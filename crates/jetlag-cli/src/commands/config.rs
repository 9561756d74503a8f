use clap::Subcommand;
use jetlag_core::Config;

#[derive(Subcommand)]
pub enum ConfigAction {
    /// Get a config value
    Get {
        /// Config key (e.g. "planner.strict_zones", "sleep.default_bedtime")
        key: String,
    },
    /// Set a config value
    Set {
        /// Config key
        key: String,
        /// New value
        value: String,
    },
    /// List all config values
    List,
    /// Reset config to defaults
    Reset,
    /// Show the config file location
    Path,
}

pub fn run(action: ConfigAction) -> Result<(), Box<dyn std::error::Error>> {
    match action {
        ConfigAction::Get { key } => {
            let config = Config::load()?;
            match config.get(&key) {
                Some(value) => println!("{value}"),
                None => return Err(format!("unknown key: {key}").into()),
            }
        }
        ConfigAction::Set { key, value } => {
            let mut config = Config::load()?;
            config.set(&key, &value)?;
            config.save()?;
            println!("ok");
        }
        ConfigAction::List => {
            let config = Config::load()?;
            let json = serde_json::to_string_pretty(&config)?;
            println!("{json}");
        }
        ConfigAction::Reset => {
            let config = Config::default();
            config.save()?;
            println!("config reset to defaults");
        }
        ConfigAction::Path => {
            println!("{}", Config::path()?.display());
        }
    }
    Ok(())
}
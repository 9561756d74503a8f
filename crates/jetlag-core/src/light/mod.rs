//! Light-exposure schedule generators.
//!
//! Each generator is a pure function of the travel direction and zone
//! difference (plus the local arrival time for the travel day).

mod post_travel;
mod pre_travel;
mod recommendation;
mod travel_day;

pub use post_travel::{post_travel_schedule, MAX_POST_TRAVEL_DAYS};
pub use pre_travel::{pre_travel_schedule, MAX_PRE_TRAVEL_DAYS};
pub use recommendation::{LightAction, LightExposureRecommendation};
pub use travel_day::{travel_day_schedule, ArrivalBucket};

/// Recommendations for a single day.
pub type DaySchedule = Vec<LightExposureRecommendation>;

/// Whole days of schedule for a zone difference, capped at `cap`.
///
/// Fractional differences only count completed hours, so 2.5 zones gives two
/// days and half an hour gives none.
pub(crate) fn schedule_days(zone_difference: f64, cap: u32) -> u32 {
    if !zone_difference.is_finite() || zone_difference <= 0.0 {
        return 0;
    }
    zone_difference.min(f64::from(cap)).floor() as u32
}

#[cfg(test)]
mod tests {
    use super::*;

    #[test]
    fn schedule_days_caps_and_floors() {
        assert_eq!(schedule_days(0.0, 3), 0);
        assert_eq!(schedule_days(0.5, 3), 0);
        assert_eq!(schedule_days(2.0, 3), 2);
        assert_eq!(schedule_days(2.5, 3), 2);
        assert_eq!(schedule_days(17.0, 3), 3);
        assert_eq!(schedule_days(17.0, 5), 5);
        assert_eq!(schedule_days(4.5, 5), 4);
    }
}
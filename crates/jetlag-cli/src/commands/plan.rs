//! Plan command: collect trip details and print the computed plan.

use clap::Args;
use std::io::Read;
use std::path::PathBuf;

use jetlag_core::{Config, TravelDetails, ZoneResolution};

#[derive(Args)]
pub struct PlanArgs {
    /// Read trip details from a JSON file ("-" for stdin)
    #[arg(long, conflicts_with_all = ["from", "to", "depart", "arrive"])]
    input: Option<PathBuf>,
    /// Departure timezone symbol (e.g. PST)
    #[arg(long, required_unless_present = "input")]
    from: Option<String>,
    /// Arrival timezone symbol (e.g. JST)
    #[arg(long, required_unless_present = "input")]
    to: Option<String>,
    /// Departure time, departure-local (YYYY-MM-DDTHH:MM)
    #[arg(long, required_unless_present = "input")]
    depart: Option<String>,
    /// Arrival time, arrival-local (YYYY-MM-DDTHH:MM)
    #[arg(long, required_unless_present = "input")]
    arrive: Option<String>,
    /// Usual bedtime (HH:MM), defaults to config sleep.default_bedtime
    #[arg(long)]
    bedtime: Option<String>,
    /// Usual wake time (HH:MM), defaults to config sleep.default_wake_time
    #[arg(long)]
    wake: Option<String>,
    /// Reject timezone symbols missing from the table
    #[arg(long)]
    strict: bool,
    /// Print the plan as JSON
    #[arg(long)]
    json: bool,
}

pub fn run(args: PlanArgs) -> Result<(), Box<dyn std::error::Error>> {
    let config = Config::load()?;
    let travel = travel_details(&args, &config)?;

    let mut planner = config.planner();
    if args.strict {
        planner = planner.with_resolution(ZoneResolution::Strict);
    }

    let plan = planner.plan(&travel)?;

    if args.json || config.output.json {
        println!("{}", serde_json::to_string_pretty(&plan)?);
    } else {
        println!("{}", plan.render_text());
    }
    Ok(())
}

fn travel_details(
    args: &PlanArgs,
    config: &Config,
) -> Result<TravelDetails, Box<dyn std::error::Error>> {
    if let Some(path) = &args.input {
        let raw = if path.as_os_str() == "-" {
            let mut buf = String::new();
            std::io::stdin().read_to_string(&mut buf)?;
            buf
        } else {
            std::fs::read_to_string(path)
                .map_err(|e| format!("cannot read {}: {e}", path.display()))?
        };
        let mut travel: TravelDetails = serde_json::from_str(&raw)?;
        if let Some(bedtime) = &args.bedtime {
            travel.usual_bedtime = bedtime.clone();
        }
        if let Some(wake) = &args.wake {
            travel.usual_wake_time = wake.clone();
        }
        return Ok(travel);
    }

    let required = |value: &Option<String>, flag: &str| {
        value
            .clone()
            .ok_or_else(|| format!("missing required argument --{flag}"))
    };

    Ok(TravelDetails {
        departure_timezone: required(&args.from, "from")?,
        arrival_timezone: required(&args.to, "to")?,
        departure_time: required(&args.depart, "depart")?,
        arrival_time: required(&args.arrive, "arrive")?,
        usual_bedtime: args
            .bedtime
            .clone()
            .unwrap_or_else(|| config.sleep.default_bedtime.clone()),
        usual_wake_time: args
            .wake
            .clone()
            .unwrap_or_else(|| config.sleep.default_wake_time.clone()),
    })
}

*-*-*

#### WORK REQUIRED
From beginning to end, the data must be duplicated exactly.

#### ANSWER SECTION
filename crates/jetlag-cli/src/commands/config.rs
repository 9561756d74503a8f
use clap::Subcommand;
use jetlag_core::Config;

#[derive(Subcommand)]
pub enum ConfigAction {
    /// Get a config value
    Get {
        /// Config key (e.g. "planner.strict_zones", "sleep.default_bedtime")
        key: String,
    },
    /// Set a config value
    Set {
        /// Config key
        key: String,
        /// New value
        value: String,
    },
    /// List all config values
    List,
    /// Reset config to defaults
    Reset,
    /// Show the config file location
    Path,
}

pub fn run(action: ConfigAction) -> Result<(), Box<dyn std::error::Error>> {
    match action {
        ConfigAction::Get { key } => {
            let config = Config::load()?;
            match config.get(&key) {
                Some(value) => println!("{value}"),
                None => return Err(format!("unknown key: {key}").into()),
            }
        }
        ConfigAction::Set { key, value } => {
            let mut config = Config::load()?;
            config.set(&key, &value)?;
            config.save()?;
            println!("ok");
        }
        ConfigAction::List => {
            let config = Config::load()?;
            let json = serde_json::to_string_pretty(&config)?;
            println!("{json}");
        }
        ConfigAction::Reset => {
            let config = Config::default();
            config.save()?;
            println!("config reset to defaults");
        }
        ConfigAction::Path => {
            println!("{}", Config::path()?.display());
        }
    }
    Ok(())
}
repository 9561756d74503a8f
filename crates/jetlag-core/src/light/mod.rs
//! Light-exposure schedule generators.
//!
//! Each generator is a pure function of the travel direction and zone
//! difference (plus the local arrival time for the travel day).

mod post_travel;
mod pre_travel;
mod recommendation;
mod travel_day;

pub use post_travel::{post_travel_schedule, MAX_POST_TRAVEL_DAYS};
pub use pre_travel::{pre_travel_schedule, MAX_PRE_TRAVEL_DAYS};
pub use recommendation::{LightAction, LightExposureRecommendation};
pub use travel_day::{travel_day_schedule, ArrivalBucket};

/// Recommendations for a single day.
pub type DaySchedule = Vec<LightExposureRecommendation>;

/// Whole days of schedule for a zone difference, capped at `cap`.
///
/// Fractional differences only count completed hours, so 2.5 zones gives two
/// days and half an hour gives none.
pub(crate) fn schedule_days(zone_difference: f64, cap: u32) -> u32 {
    if !zone_difference.is_finite() || zone_difference <= 0.0 {
        return 0;
    }
    zone_difference.min(f64::from(cap)).floor() as u32
}

#[cfg(test)]
mod tests {
    use super::*;

    #[test]
    fn schedule_days_caps_and_floors() {
        assert_eq!(schedule_days(0.0, 3), 0);
        assert_eq!(schedule_days(0.5, 3), 0);
        assert_eq!(schedule_days(2.0, 3), 2);
        assert_eq!(schedule_days(2.5, 3), 2);
        assert_eq!(schedule_days(17.0, 3), 3);
        assert_eq!(schedule_days(17.0, 5), 5);
        assert_eq!(schedule_days(4.5, 5), 4);
    }
}
filename crates/jetlag-cli/src/commands/plan.rs
//! Plan command: collect trip details and print the computed plan.

use clap::Args;
use std::io::Read;
use std::path::PathBuf;

use jetlag_core::{Config, TravelDetails, ZoneResolution};

#[derive(Args)]
pub struct PlanArgs {
    /// Read trip details from a JSON file ("-" for stdin)
    #[arg(long, conflicts_with_all = ["from", "to", "depart", "arrive"])]
    input: Option<PathBuf>,
    /// Departure timezone symbol (e.g. PST)
    #[arg(long, required_unless_present = "input")]
    from: Option<String>,
    /// Arrival timezone symbol (e.g. JST)
    #[arg(long, required_unless_present = "input")]
    to: Option<String>,
    /// Departure time, departure-local (YYYY-MM-DDTHH:MM)
    #[arg(long, required_unless_present = "input")]
    depart: Option<String>,
    /// Arrival time, arrival-local (YYYY-MM-DDTHH:MM)
    #[arg(long, required_unless_present = "input")]
    arrive: Option<String>,
    /// Usual bedtime (HH:MM), defaults to config sleep.default_bedtime
    #[arg(long)]
    bedtime: Option<String>,
    /// Usual wake time (HH:MM), defaults to config sleep.default_wake_time
    #[arg(long)]
    wake: Option<String>,
    /// Reject timezone symbols missing from the table
    #[arg(long)]
    strict: bool,
    /// Print the plan as JSON
    #[arg(long)]
    json: bool,
}

pub fn run(args: PlanArgs) -> Result<(), Box<dyn std::error::Error>> {
    let config = Config::load()?;
    let travel = travel_details(&args, &config)?;

    let mut planner = config.planner();
    if args.strict {
        planner = planner.with_resolution(ZoneResolution::Strict);
    }

    let plan = planner.plan(&travel)?;

    if args.json || config.output.json {
        println!("{}", serde_json::to_string_pretty(&plan)?);
    } else {
        println!("{}", plan.render_text());
    }
    Ok(())
}

fn travel_details(
    args: &PlanArgs,
    config: &Config,
) -> Result<TravelDetails, Box<dyn std::error::Error>> {
    if let Some(path) = &args.input {
        let raw = if path.as_os_str() == "-" {
            let mut buf = String::new();
            std::io::stdin().read_to_string(&mut buf)?;
            buf
        } else {
            std::fs::read_to_string(path)
                .map_err(|e| format!("cannot read {}: {e}", path.display()))?
        };
        let mut travel: TravelDetails = serde_json::from_str(&raw)?;
        if let Some(bedtime) = &args.bedtime {
            travel.usual_bedtime = bedtime.clone();
        }
        if let Some(wake) = &args.wake {
            travel.usual_wake_time = wake.clone();
        }
        return Ok(travel);
    }

    let required = |value: &Option<String>, flag: &str| {
        value
            .clone()
            .ok_or_else(|| format!("missing required argument --{flag}"))
    };

    Ok(TravelDetails {
        departure_timezone: required(&args.from, "from")?,
        arrival_timezone: required(&args.to, "to")?,
        departure_time: required(&args.depart, "depart")?,
        arrival_time: required(&args.arrive, "arrive")?,
        usual_bedtime: args
            .bedtime
            .clone()
            .unwrap_or_else(|| config.sleep.default_bedtime.clone()),
        usual_wake_time: args
            .wake
            .clone()
            .unwrap_or_else(|| config.sleep.default_wake_time.clone()),
    })
}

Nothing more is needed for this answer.